CEO of CDT Discusses the State of Capital for Affordable Housing
- Aug 17, 2012
New York—The Community Development Trust (CDT) recently was awarded $1.45 million from the Community Development Institutions Fund (CDIF) to preserve affordable housing. MHN talks to Joe Reilly, president and CEO of CDT about this award, as well as the state of capital for affordable housing across the country.
MHN: CDT was recently awarded $1.45 million for affordable housing. What does this mean for CDT?
Reilly: It’s the fourth award that we’ve received from the CDFI Fund. The total so far is about $4.7 million this year, and several of the years we’ve received the highest amount that was awarded to any of the recipients. This is a resource that would allow us to leverage private money and allow us to continue to buy a small balance of non-conforming multifamily loans—loans that might not fit into the main model—from CDFIs around the country, to help them provide liquidity. We buy those loans—some of them we hold, some of them we reposition, we syndicate some of them, we create mortgage-backed securities with some of them—but the key here is the opportunity on a national basis to provide liquidity to CDFIs that need to make more loans. They need to get some loans off their balance sheets, and we can buy those loans using these dollars from the CDFI Fund, leveraging those dollars with private dollars to create liquidity for them and hopefully generate the opportunity for more affordable housing debt to be originated.
MHN: How do you see the state of capital for affordable housing right now?
Reilly: I think that we’re certainly in a very challenging time, with regard to the resources that are available right now for affordable housing.
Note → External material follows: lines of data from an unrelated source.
//! SA execution loop.

use std::time::Instant;

use rand::rngs::StdRng;
use rand::{Rng, SeedableRng};

use super::config::AnnealingContext;
use super::types::{AnnealingFunction, AnnealingState};
use crate::monitoring::{StateChangeHandler, StateChangeListener};

/// Boltzmann constant scaling the Metropolis acceptance probability.
///
/// A fixed physical-simulation scale factor, not a tunable.
pub const BOLTZMANN_CONSTANT: f64 = 8.6173432e-5;

/// Callback receiving [`AnnealingState`] events on the listener thread.
pub type AnnealingHandler = StateChangeHandler<AnnealingState>;

/// Executes the Simulated Annealing search.
///
/// The run walks a geometric temperature ladder from the context's initial
/// temperature down to its final temperature, performing `steps` candidate
/// trials per rung under the Metropolis acceptance criterion, and stops at
/// the temperature floor, the wall-clock deadline, or a sustained variation
/// stall — whichever comes first.
pub struct SimulatedAnnealing;

impl SimulatedAnnealing {
    /// Runs the search without progress reporting.
    pub fn optimize<F: AnnealingFunction>(ctx: &AnnealingContext, function: &F) -> F {
        Self::optimize_with_handler(ctx, function, None)
    }

    /// Runs the search, reporting progress to `handler`.
    ///
    /// Returns the best candidate found. If the seed candidate is invalid,
    /// the run terminates immediately with a diagnostic event and returns a
    /// copy of the input — a defined non-fatal outcome, not an error.
    ///
    /// The listener thread is joined before this returns, so every posted
    /// event has been handled by then and no background thread survives the
    /// call. A panic in `handler` is re-raised here.
    pub fn optimize_with_handler<F: AnnealingFunction>(
        ctx: &AnnealingContext,
        function: &F,
        handler: Option<AnnealingHandler>,
    ) -> F {
        let mut listener = StateChangeListener::spawn(handler);

        listener.post(AnnealingState::diagnostic(
            0.0,
            format!("start cooling process with context: {ctx:?}"),
        ));

        if !function.is_valid() {
            listener.post(AnnealingState::diagnostic(
                0.0,
                "the candidate sent to the cooling process is invalid".into(),
            ));
            listener.finish();
            listener.join();
            return function.clone();
        }

        let mut rng = match ctx.seed() {
            Some(seed) => StdRng::seed_from_u64(seed),
            None => StdRng::seed_from_u64(rand::random()),
        };

        let mut process = CoolingProcess::start(ctx, function);

        listener.post(AnnealingState::diagnostic(
            process.best_value,
            format!("start with value: {}", process.best.compute()),
        ));

        let sign = ctx.problem_type().sign();
        let mut temperature = ctx.initial_temperature();
        while !process.early_stop
            && Instant::now() < process.end_time
            && temperature > ctx.final_temperature()
        {
            // The reference energy is refreshed from the incumbent once per
            // rung; acceptances roll it forward within the rung.
            process.initial_energy = sign * process.best.compute();

            process.anneal_at(temperature, &mut rng, &listener);

            temperature *= 1.0 - ctx.cooling_rate();
        }

        if !process.best.is_valid() {
            listener.post(AnnealingState::diagnostic(
                process.best_value,
                "the solution found by the cooling process is invalid".into(),
            ));
        }

        listener.post(AnnealingState::diagnostic(
            process.best_value,
            format!("finish with value: {}", process.best.compute()),
        ));

        listener.finish();
        listener.join();

        process.best
    }
}

/// Mutable state of one cooling run.
struct CoolingProcess<'a, F: AnnealingFunction> {
    ctx: &'a AnnealingContext,
    best: F,
    current: F,
    best_value: f64,
    initial_energy: f64,
    persistence_count: u32,
    end_time: Instant,
    early_stop: bool,
}

impl<'a, F: AnnealingFunction> CoolingProcess<'a, F> {
    fn start(ctx: &'a AnnealingContext, function: &F) -> Self {
        let best = function.clone();
        let current = function.clone();
        let best_value = ctx.problem_type().sign() * best.compute();

        Self {
            ctx,
            best,
            current,
            best_value,
            initial_energy: 0.0,
            persistence_count: 0,
            end_time: Instant::now() + ctx.deadline(),
            early_stop: false,
        }
    }

    /// Runs the per-rung trial loop at one temperature.
    fn anneal_at<R: Rng>(
        &mut self,
        temperature: f64,
        rng: &mut R,
        listener: &StateChangeListener<AnnealingState>,
    ) {
        let sign = self.ctx.problem_type().sign();

        for current_step in (1..=self.ctx.steps()).rev() {
            if self.early_stop {
                break;
            }

            self.current.reconfigure(rng);

            // An invalid candidate skips the trial but still consumes its
            // step, so a degenerate neighborhood cannot stall the rung.
            if !self.current.is_valid() {
                continue;
            }

            let final_energy = sign * self.current.compute();
            let delta = final_energy - self.initial_energy;
            let probability = (-delta / (BOLTZMANN_CONSTANT * temperature)).exp();

            // Metropolis acceptance criterion.
            if delta <= 0.0 || rng.random_range(0.0..1.0) < probability {
                if final_energy < self.best_value {
                    listener.post(AnnealingState {
                        temperature,
                        initial_energy: self.initial_energy,
                        final_energy,
                        delta,
                        probability,
                        best_value: self.best_value,
                        current_step,
                        accepted: true,
                        message: "accepted configuration".into(),
                    });

                    self.best_value = final_energy;
                    self.best.assign(&self.current);
                }

                // The next trial compares against the latest accepted state,
                // not the rung-start state.
                self.initial_energy = final_energy;
            }

            self.check_early_stop(temperature, current_step, final_energy, delta, probability, listener);
        }
    }

    /// Evaluated once per valid trial, regardless of acceptance.
    fn check_early_stop(
        &mut self,
        temperature: f64,
        current_step: u32,
        final_energy: f64,
        delta: f64,
        probability: f64,
        listener: &StateChangeListener<AnnealingState>,
    ) {
        if let Some(threshold) = self.ctx.variation_threshold() {
            let variation = (final_energy - self.best_value).abs();

            if variation < threshold {
                self.persistence_count += 1;

                if self.persistence_count >= self.ctx.variation_persistence() {
                    self.early_stop = true;
                    listener.post(AnnealingState {
                        temperature,
                        initial_energy: self.initial_energy,
                        final_energy,
                        delta,
                        probability,
                        best_value: self.best_value,
                        current_step,
                        accepted: false,
                        message: "early stop due to variation threshold".into(),
                    });
                }
            } else {
                // The stall must be consecutive; variation is stochastic and
                // may bounce around the threshold before stabilizing.
                self.persistence_count = 0;
            }
        }

        if Instant::now() >= self.end_time {
            self.early_stop = true;
            listener.post(AnnealingState {
                temperature,
                initial_energy: self.initial_energy,
                final_energy,
                delta,
                probability,
                best_value: self.best_value,
                current_step,
                accepted: false,
                message: "early stop due to time limit".into(),
            });
        }
    }
}
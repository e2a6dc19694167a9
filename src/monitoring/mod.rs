//! Asynchronous progress monitoring.
//!
//! Decouples an engine's iteration speed from a caller-supplied, possibly
//! slow, state-change handler. Events are queued by the producing engine
//! thread(s) and consumed by one dedicated worker thread in FIFO order;
//! posting never blocks, and joining the listener guarantees every queued
//! event was handled before the engine's public call returns.

mod listener;

pub use listener::{StateChangeHandler, StateChangeListener};
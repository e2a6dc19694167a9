//! Optimization direction shared by both engines.

/// Whether a run searches for a minimum or a maximum of the objective.
///
/// Both engines minimize internally; [`ProblemType::sign`] is the factor
/// that folds a maximization problem into that convention.
#[derive(Debug, Clone, Copy, PartialEq, Eq)]
#[cfg_attr(feature = "serde", derive(serde::Serialize, serde::Deserialize))]
pub enum ProblemType {
    Minimize,
    Maximize,
}

impl ProblemType {
    /// Factor applied to raw objective values so the engine always minimizes.
    pub fn sign(self) -> f64 {
        match self {
            ProblemType::Minimize => 1.0,
            ProblemType::Maximize => -1.0,
        }
    }
}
The amounts available vary from state to state, and from region to region. Clearly many local municipalities are struggling, and the subsidies that they might have provided in the past are in some instances less readily available today than they might have been a few years ago. Though, in the field of affordable housing we’re working harder to gather the resources to make projects work.
MHN: What are some of the other challenges?
Reilly: In some instances the demand for low-income tax credits is less in some markets than in other markets, so in some very strong, high-profile markets—New York, Chicago, California—there is no shortage of investors for low-income housing tax credits. But those prices are a little bit less in some other markets. The challenges vary from market to market. In New York there’s probably more money available than in some of the smaller markets around the country.
MHN: What are some of the other projects you have coming up?
Reilly: We’re a hybrid REIT, so we own real estate as well as having loans on real estate. We own about 5,000 units of housing around the country and we have debt on 17,000 units of housing around the country—they’re all affordable. This year we have acquired two properties, and we have a commitment to buy a third. We should close in a month. We’re excited about those new acquisitions, and we’re confident they’re going to work well. Our role there is to invest in those properties and to facilitate the preservation of those properties as affordable housing, so we’re seeing some good opportunities on the equity investment side. We’re also seeing some opportunities to continue our work in loans from CDFIs from other sources. We’re working closely with Fannie Mae right now on a fairly large transaction, and we’re hoping we can bring that to a conclusion. That will probably happen in the next month or two. We’re proud of the work we do on a national basis, and we end up being in somewhat of a unique position here, to provide capital to CDFIs on the debt side, but also being available to invest in affordable housing at the same time.